=== Begin Enclosure ===

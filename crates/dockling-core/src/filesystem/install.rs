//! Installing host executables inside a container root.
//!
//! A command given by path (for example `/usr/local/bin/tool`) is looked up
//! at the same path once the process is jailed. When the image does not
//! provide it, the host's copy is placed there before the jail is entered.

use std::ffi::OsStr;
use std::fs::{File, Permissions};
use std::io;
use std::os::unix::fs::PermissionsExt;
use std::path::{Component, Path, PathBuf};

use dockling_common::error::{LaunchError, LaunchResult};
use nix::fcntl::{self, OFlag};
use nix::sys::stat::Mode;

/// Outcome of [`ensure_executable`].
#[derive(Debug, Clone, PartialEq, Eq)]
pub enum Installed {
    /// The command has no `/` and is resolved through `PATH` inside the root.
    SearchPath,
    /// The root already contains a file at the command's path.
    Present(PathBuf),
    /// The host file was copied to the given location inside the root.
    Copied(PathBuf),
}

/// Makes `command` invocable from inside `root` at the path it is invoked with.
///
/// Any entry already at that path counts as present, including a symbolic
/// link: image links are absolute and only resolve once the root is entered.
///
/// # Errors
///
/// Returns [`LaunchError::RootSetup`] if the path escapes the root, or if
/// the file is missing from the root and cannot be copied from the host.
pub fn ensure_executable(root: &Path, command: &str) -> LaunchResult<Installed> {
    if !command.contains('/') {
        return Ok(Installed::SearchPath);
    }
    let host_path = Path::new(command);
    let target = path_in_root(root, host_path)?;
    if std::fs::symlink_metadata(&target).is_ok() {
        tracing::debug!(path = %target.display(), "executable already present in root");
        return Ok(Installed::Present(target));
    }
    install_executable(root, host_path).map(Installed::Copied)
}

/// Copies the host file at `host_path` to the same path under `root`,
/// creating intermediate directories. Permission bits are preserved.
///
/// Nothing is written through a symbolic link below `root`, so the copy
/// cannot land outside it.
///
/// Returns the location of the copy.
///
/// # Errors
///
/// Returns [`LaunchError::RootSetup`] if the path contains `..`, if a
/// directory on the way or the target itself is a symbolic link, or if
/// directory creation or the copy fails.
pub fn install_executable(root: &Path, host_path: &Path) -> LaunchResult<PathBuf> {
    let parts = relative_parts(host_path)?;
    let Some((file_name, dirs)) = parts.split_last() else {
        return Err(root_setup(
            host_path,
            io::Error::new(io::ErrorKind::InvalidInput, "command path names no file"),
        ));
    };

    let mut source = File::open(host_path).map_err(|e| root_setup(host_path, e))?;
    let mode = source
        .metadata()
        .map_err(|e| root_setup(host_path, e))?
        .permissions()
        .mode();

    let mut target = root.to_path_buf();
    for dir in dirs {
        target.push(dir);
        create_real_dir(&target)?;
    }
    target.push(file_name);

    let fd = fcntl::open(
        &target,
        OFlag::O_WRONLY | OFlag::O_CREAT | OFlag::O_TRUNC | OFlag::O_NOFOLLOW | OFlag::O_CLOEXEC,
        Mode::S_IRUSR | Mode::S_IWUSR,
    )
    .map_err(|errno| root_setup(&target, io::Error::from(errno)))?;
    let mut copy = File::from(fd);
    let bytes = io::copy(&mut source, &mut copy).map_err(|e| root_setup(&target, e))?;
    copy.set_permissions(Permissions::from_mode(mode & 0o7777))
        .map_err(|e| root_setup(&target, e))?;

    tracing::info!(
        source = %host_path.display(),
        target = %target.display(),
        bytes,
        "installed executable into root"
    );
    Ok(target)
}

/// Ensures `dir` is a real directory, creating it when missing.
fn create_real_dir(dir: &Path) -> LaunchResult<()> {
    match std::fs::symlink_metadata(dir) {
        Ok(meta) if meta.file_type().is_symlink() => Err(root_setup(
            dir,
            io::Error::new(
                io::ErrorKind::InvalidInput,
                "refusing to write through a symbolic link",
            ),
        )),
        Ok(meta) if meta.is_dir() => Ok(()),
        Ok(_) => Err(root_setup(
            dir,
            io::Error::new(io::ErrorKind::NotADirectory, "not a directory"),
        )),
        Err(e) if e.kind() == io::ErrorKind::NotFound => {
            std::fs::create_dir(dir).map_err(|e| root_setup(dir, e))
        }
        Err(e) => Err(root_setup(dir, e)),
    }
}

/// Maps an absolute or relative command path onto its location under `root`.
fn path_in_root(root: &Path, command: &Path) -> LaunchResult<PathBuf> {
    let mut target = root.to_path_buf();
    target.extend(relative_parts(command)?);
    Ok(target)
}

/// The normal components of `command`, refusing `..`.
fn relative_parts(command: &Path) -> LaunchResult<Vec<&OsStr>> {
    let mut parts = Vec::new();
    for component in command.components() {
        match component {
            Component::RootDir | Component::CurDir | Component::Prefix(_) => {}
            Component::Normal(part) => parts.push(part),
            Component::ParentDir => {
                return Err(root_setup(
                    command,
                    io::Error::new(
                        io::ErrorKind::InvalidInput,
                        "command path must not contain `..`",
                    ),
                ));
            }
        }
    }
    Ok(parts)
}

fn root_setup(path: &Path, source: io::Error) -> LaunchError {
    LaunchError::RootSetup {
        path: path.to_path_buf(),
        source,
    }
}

=== End Enclosure ===
=== Begin Enclosure ===

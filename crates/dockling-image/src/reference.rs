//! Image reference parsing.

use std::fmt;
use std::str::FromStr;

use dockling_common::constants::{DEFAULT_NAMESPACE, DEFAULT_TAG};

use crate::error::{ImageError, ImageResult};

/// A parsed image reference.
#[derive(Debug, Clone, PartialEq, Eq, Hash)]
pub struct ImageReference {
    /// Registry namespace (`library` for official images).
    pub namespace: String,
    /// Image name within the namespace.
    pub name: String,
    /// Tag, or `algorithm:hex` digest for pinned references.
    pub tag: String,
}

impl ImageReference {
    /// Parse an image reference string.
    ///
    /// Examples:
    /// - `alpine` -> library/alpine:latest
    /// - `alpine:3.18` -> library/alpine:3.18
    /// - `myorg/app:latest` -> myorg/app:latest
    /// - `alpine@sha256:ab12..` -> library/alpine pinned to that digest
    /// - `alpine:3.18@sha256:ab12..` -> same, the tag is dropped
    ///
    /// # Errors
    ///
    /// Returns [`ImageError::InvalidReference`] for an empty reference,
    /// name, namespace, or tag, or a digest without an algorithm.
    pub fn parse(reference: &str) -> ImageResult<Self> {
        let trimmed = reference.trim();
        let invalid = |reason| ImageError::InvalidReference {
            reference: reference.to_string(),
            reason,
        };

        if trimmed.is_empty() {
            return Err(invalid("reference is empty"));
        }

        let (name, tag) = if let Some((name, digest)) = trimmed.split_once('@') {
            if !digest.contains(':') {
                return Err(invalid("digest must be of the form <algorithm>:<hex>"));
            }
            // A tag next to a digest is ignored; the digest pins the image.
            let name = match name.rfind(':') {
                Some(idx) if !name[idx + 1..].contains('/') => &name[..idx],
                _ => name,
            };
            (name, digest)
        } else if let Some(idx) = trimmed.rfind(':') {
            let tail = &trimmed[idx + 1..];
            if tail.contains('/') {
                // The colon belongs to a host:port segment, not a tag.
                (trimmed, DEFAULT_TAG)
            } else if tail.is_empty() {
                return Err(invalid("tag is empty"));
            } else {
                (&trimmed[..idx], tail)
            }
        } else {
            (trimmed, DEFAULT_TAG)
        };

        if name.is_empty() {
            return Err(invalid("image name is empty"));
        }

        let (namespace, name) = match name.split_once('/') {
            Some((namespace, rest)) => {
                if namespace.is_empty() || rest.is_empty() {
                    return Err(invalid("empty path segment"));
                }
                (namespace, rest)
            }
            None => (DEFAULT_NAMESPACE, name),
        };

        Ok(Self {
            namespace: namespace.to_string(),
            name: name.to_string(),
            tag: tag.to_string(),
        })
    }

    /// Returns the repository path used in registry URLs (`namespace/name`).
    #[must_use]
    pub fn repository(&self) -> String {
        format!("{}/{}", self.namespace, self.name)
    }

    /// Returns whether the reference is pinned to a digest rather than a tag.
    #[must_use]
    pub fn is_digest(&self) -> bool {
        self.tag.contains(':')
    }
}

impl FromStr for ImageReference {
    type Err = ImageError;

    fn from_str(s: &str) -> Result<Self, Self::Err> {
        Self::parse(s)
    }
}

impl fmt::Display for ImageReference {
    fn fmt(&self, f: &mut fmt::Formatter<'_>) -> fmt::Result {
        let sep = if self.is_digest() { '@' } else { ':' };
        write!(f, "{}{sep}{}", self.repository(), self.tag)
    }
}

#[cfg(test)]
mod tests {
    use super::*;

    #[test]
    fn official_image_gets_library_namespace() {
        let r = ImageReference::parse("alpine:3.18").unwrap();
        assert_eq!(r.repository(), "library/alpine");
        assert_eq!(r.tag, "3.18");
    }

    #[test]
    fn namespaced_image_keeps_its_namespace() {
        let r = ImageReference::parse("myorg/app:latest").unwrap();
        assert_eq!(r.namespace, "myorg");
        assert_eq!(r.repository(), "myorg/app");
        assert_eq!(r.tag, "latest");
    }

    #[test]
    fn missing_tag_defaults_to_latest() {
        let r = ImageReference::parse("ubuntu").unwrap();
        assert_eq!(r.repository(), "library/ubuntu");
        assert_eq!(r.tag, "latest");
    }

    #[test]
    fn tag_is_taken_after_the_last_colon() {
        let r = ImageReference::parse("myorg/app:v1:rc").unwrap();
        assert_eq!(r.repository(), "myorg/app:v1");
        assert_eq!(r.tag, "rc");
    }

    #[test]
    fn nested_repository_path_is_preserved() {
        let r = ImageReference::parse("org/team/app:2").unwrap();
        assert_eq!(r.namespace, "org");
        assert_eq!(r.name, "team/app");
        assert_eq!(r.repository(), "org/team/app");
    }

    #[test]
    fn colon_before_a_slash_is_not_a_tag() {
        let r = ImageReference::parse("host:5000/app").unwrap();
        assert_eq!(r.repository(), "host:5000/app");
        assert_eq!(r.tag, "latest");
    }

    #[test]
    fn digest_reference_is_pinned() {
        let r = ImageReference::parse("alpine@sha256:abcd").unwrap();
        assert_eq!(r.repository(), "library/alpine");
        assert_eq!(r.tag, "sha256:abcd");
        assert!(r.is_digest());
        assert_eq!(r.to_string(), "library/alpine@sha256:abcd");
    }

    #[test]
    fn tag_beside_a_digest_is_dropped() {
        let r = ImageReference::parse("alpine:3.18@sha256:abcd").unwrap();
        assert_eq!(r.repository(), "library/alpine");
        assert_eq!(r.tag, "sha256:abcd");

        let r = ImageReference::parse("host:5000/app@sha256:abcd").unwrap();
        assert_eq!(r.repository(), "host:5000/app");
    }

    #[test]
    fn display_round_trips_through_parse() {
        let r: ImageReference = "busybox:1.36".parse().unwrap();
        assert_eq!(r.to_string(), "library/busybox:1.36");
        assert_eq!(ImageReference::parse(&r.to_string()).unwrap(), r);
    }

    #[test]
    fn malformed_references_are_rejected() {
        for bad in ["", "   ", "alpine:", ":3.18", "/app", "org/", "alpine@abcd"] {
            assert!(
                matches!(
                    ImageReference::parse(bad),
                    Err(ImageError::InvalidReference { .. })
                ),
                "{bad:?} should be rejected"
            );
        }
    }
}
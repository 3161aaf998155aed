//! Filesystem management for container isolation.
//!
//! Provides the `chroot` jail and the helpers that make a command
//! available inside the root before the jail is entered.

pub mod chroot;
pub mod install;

=== End Enclosure ===

= What this task involves =
Scan the entries above and copy each line where "source" occurs.

= Written solution =
    let mut source = File::open(host_path).map_err(|e| root_setup(host_path, e))?;
    let mode = source
    let bytes = io::copy(&mut source, &mut copy).map_err(|e| root_setup(&target, e))?;
        source = %host_path.display(),
fn root_setup(path: &Path, source: io::Error) -> LaunchError {
        source,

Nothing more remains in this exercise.